For measurement of the VEP, each animal was implanted with three transcranial electrodes: one electrode above the visual cortex of each hemisphere (4 mm lateral from midline, 6 mm caudal to bregma), and a reference electrode in the somatosensory cortex (2 mm right of midline and 2 mm anterior to bregma).

For the pattern projection, following anesthesia and pupil dilation, viscoelastic gel was put between the cornea and a cover slip to cancel the corneal optical power and ensure good retinal visibility. The subretinal implant was illuminated using a customized projection system, including a NIR laser at 880 nm wavelength (MF_880 nm_400 um, DILAS, Tucson, AZ), collimating optics, and a digital micromirror display (DLP Light Commander; LOGIC PD, Carlsbad, CA) for generating optical patterns. The entire optical system was integrated with a slit lamp (Zeiss SL-120; Carl Zeiss, Thornwood, NY) for convenience of observing the illuminated retina in real time via a CCD camera (acA1300-60gmNIR; Basler, Ahrensburg, Germany).

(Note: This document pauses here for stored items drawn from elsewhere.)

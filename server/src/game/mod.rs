pub mod bracket;
pub mod types;
//! Match recorder: creating, finalizing and reading individual matches,
//! standalone or as part of a tournament bracket.

use std::collections::HashMap;

use chrono::Utc;
use serde::Deserialize;
use sqlx::{SqliteConnection, SqlitePool};

use crate::{
    db::{
        begin_write,
        models::{MatchRow, MatchView, ParticipantRow, ParticipantView},
    },
    error::{AppError, AppResult},
    game::types::{MatchId, MatchStatus, MatchType, PlayerId, TournamentId, UserId},
};

/// Input for [`create_match`].
#[derive(Debug, Clone)]
pub struct NewMatch {
    pub match_type: MatchType,
    pub players: Vec<PlayerId>,
    pub tournament_id: Option<TournamentId>,
    pub round: Option<i64>,
}

/// A participant's final score, as reported by the client.
#[derive(Debug, Clone, Copy, Deserialize)]
pub struct FinalScore {
    #[serde(alias = "id")]
    pub player_id: PlayerId,
    pub score: i64,
}

/// Which matches to read. Every field narrows the result; `None` means
/// "any".
#[derive(Debug, Clone, Copy, Default)]
pub struct MatchFilter {
    pub match_id: Option<MatchId>,
    pub tournament_id: Option<TournamentId>,
    pub round: Option<i64>,
    pub user_id: Option<UserId>,
    pub player_id: Option<PlayerId>,
}

// Single WHERE clause shared by the match and participant queries, using the
// `$n IS NULL OR ...` pattern to keep one prepared statement per query.
macro_rules! match_filter {
    () => {
        "($1 IS NULL OR m.id = $1)
         AND ($2 IS NULL OR m.tournament_id = $2)
         AND ($3 IS NULL OR m.round = $3)
         AND ($4 IS NULL OR m.user_id = $4)
         AND ($5 IS NULL OR EXISTS (
                SELECT 1 FROM match_players x
                 WHERE x.match_id = m.id AND x.player_id = $5))"
    };
}

/// Record a new match with two participants (score 0).
///
/// Creating a `1v1` match first discards the owner's other unfinished `1v1`
/// matches, so abandoned games do not pile up.
pub async fn create_match(db: &SqlitePool, owner: UserId, new: NewMatch) -> AppResult<MatchId> {
    if new.players.len() != 2 {
        return Err(AppError::validation("Must have 2 players"));
    }
    match (new.match_type, new.tournament_id) {
        (MatchType::OneVsOne, Some(_)) => {
            return Err(AppError::validation(
                "a 1v1 match cannot belong to a tournament",
            ))
        }
        (MatchType::Tournament, None) => {
            return Err(AppError::validation(
                "a tournament match requires a tournament_id",
            ))
        }
        _ => {}
    }

    let mut tx = begin_write(db).await?;

    if let Some(tid) = new.tournament_id {
        let owned: bool = sqlx::query_scalar(
            "SELECT EXISTS(SELECT 1 FROM tournaments WHERE id = $1 AND user_id = $2)",
        )
        .bind(tid)
        .bind(owner)
        .fetch_one(&mut *tx)
        .await?;
        if !owned {
            return Err(AppError::not_found("tournament not found or unauthorized"));
        }
    }

    if new.match_type == MatchType::OneVsOne {
        let purged = sqlx::query(
            "DELETE FROM matches WHERE user_id = $1 AND type = '1v1' AND status = 'pending'",
        )
        .bind(owner)
        .execute(&mut *tx)
        .await?
        .rows_affected();
        if purged > 0 {
            log::info!("discarded {purged} unfinished 1v1 match(es) of user {owner}");
        }
    }

    let match_id = insert_match(
        &mut tx,
        owner,
        new.match_type,
        MatchStatus::Pending,
        new.tournament_id,
        new.round,
    )
    .await?;
    for player in &new.players {
        insert_participant(&mut tx, match_id, *player).await?;
    }

    tx.commit().await?;
    log::info!(
        "user {owner} created {} match {match_id}",
        new.match_type.as_str()
    );
    Ok(match_id)
}

/// Record scores and the winner of a match, crediting wins and losses the
/// first time a winner is declared.
pub async fn finalize_match(
    db: &SqlitePool,
    match_id: MatchId,
    requester: UserId,
    winner_id: PlayerId,
    players: &[FinalScore],
) -> AppResult<()> {
    if !players.iter().any(|p| p.player_id == winner_id) {
        return Err(AppError::validation("winner must be a participant"));
    }

    let mut tx = begin_write(db).await?;

    let owner: Option<UserId> = sqlx::query_scalar("SELECT user_id FROM matches WHERE id = $1")
        .bind(match_id)
        .fetch_optional(&mut *tx)
        .await?;
    match owner {
        None => return Err(AppError::not_found(format!("match {match_id} not found"))),
        Some(owner) if owner != requester => {
            return Err(AppError::Forbidden(format!(
                "match {match_id} belongs to another user"
            )))
        }
        Some(_) => {}
    }

    for p in players {
        let updated = sqlx::query(
            "UPDATE match_players SET score = $1 WHERE match_id = $2 AND player_id = $3",
        )
        .bind(p.score)
        .bind(match_id)
        .bind(p.player_id)
        .execute(&mut *tx)
        .await?
        .rows_affected();
        if updated == 0 {
            return Err(AppError::not_found(format!(
                "player {} is not a participant of match {match_id}",
                p.player_id
            )));
        }
    }

    let recorded: Option<PlayerId> =
        sqlx::query_scalar("SELECT player_id FROM match_winners WHERE match_id = $1")
            .bind(match_id)
            .fetch_optional(&mut *tx)
            .await?;

    match recorded {
        Some(existing) if existing != winner_id => {
            return Err(AppError::conflict(format!(
                "match {match_id} already has winner {existing}"
            )));
        }
        Some(_) => {}
        None => {
            insert_winner(&mut tx, match_id, winner_id).await?;

            sqlx::query("UPDATE players SET wins = wins + 1 WHERE id = $1")
                .bind(winner_id)
                .execute(&mut *tx)
                .await?;
            sqlx::query(
                "UPDATE players SET losses = losses + 1
                  WHERE id IN (SELECT player_id FROM match_players
                                WHERE match_id = $1 AND player_id <> $2)",
            )
            .bind(match_id)
            .bind(winner_id)
            .execute(&mut *tx)
            .await?;
        }
    }

    sqlx::query("UPDATE matches SET status = 'finished' WHERE id = $1")
        .bind(match_id)
        .execute(&mut *tx)
        .await?;

    tx.commit().await?;
    log::info!("match {match_id} finalized, winner {winner_id}");
    Ok(())
}

pub async fn delete_match(db: &SqlitePool, match_id: MatchId, requester: UserId) -> AppResult<()> {
    let rows = sqlx::query("DELETE FROM matches WHERE id = $1 AND user_id = $2")
        .bind(match_id)
        .bind(requester)
        .execute(db)
        .await?
        .rows_affected();

    if rows == 0 {
        return Err(AppError::not_found("match not found or unauthorized"));
    }
    Ok(())
}

pub async fn get_match(db: &SqlitePool, match_id: MatchId) -> AppResult<MatchView> {
    let mut conn = db.acquire().await?;
    let filter = MatchFilter {
        match_id: Some(match_id),
        ..Default::default()
    };
    fetch_match_views(&mut conn, &filter, false)
        .await?
        .pop()
        .ok_or_else(|| AppError::not_found(format!("match {match_id} not found")))
}

/// The caller's matches, newest first.
pub async fn list_matches(
    db: &SqlitePool,
    owner: UserId,
    player_id: Option<PlayerId>,
) -> AppResult<Vec<MatchView>> {
    let mut conn = db.acquire().await?;
    let filter = MatchFilter {
        user_id: Some(owner),
        player_id,
        ..Default::default()
    };
    fetch_match_views(&mut conn, &filter, true).await
}

/// Load matches with their participants and winners attached.
pub(crate) async fn fetch_match_views(
    conn: &mut SqliteConnection,
    filter: &MatchFilter,
    newest_first: bool,
) -> AppResult<Vec<MatchView>> {
    let order = if newest_first { "DESC" } else { "ASC" };
    let matches_sql = format!(
        concat!(
            "SELECT m.id, m.user_id, m.type, m.status, m.tournament_id, m.round,
                    m.created_at, w.player_id AS winner_id
               FROM matches m
               LEFT JOIN match_winners w ON w.match_id = m.id
              WHERE ",
            match_filter!(),
            " ORDER BY m.id {}"
        ),
        order
    );
    let rows = sqlx::query_as::<_, MatchRow>(&matches_sql)
        .bind(filter.match_id)
        .bind(filter.tournament_id)
        .bind(filter.round)
        .bind(filter.user_id)
        .bind(filter.player_id)
        .fetch_all(&mut *conn)
        .await?;

    let participants = sqlx::query_as::<_, ParticipantRow>(concat!(
        "SELECT mp.match_id, mp.player_id, mp.score
           FROM match_players mp
           JOIN matches m ON m.id = mp.match_id
          WHERE ",
        match_filter!(),
        " ORDER BY mp.id"
    ))
    .bind(filter.match_id)
    .bind(filter.tournament_id)
    .bind(filter.round)
    .bind(filter.user_id)
    .bind(filter.player_id)
    .fetch_all(&mut *conn)
    .await?;

    let mut by_match: HashMap<MatchId, Vec<ParticipantView>> = HashMap::new();
    for p in participants {
        by_match.entry(p.match_id).or_default().push(ParticipantView {
            player_id: p.player_id,
            score: p.score,
        });
    }

    Ok(rows
        .into_iter()
        .map(|m| MatchView {
            players: by_match.remove(&m.id).unwrap_or_default(),
            match_id: m.id,
            match_type: m.match_type,
            status: m.status,
            tournament_id: m.tournament_id,
            round: m.round,
            date: m.created_at,
            winner_id: m.winner_id,
        })
        .collect())
}

pub(crate) async fn insert_match(
    conn: &mut SqliteConnection,
    owner: UserId,
    match_type: MatchType,
    status: MatchStatus,
    tournament_id: Option<TournamentId>,
    round: Option<i64>,
) -> AppResult<MatchId> {
    Ok(sqlx::query_scalar(
        "INSERT INTO matches (user_id, type, status, tournament_id, round, created_at)
         VALUES ($1, $2, $3, $4, $5, $6)
         RETURNING id",
    )
    .bind(owner)
    .bind(match_type)
    .bind(status)
    .bind(tournament_id)
    .bind(round)
    .bind(Utc::now())
    .fetch_one(conn)
    .await?)
}

pub(crate) async fn insert_participant(
    conn: &mut SqliteConnection,
    match_id: MatchId,
    player_id: PlayerId,
) -> AppResult<()> {
    sqlx::query("INSERT INTO match_players (match_id, player_id) VALUES ($1, $2)")
        .bind(match_id)
        .bind(player_id)
        .execute(conn)
        .await?;
    Ok(())
}

pub(crate) async fn insert_winner(
    conn: &mut SqliteConnection,
    match_id: MatchId,
    player_id: PlayerId,
) -> AppResult<()> {
    sqlx::query("INSERT INTO match_winners (match_id, player_id) VALUES ($1, $2)")
        .bind(match_id)
        .bind(player_id)
        .execute(conn)
        .await?;
    Ok(())
}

To measure the stimulation threshold, NIR stimuli were applied at 2 Hz, with a pulse duration of 10 ms and peak irradiance ranging from 0.002 to 4.7 mW/mm² on the retina. The light intensity was measured at the cornea and then scaled to the retinal irradiance by the ocular magnification squared, where the magnification was defined as the ratio between the sizes of the projected pattern on the retina and on the cornea. VEPs were recorded using the Espion E3 system (Diagnosys LLC, Lowell, MA) at a sampling rate of 2 kHz and averaged over 500 trials. The stimulation threshold was defined as the VEP amplitude exceeding the noise above the 95% CI, as described previously (28, 51).

For visual acuity assessment, irradiance of the NIR stimuli was fixed at 2.4 mW/mm², and alternating gratings were applied in 4-ms-long pulses, at a carrier frequency of 64 Hz and a grating switching cycle of 1 Hz (500 ms per image). The grating bar widths varied from 13 µm to 157 µm on the retina. The noise baseline for acuity measurements was determined by projecting static gratings of 120-µm bar width, with other stimulus parameters held identical to the alternating gratings experiments.

VEP data analysis was performed using a custom code developed in MATLAB and Python. High-frequency components in VEP waveforms responding to the pulsed stimuli were filtered out via a spectrum reconstruction algorithm. The visual acuity limit was estimated as the intersection of the logarithmic fit of data points above noise level with the noise band (representing 1 SD on each side), as previously described (51). The intersection between the VEP fit line and the mean noise level was defined as the nominal acuity limit, while the intersections between the fitted curve and the upper and lower bounds of noise band indicated uncertainties.

Supplementary Material

Appendix 01 (PDF)

Data, Materials, and Software Availability

All study data are included in the article and/or SI Appendix.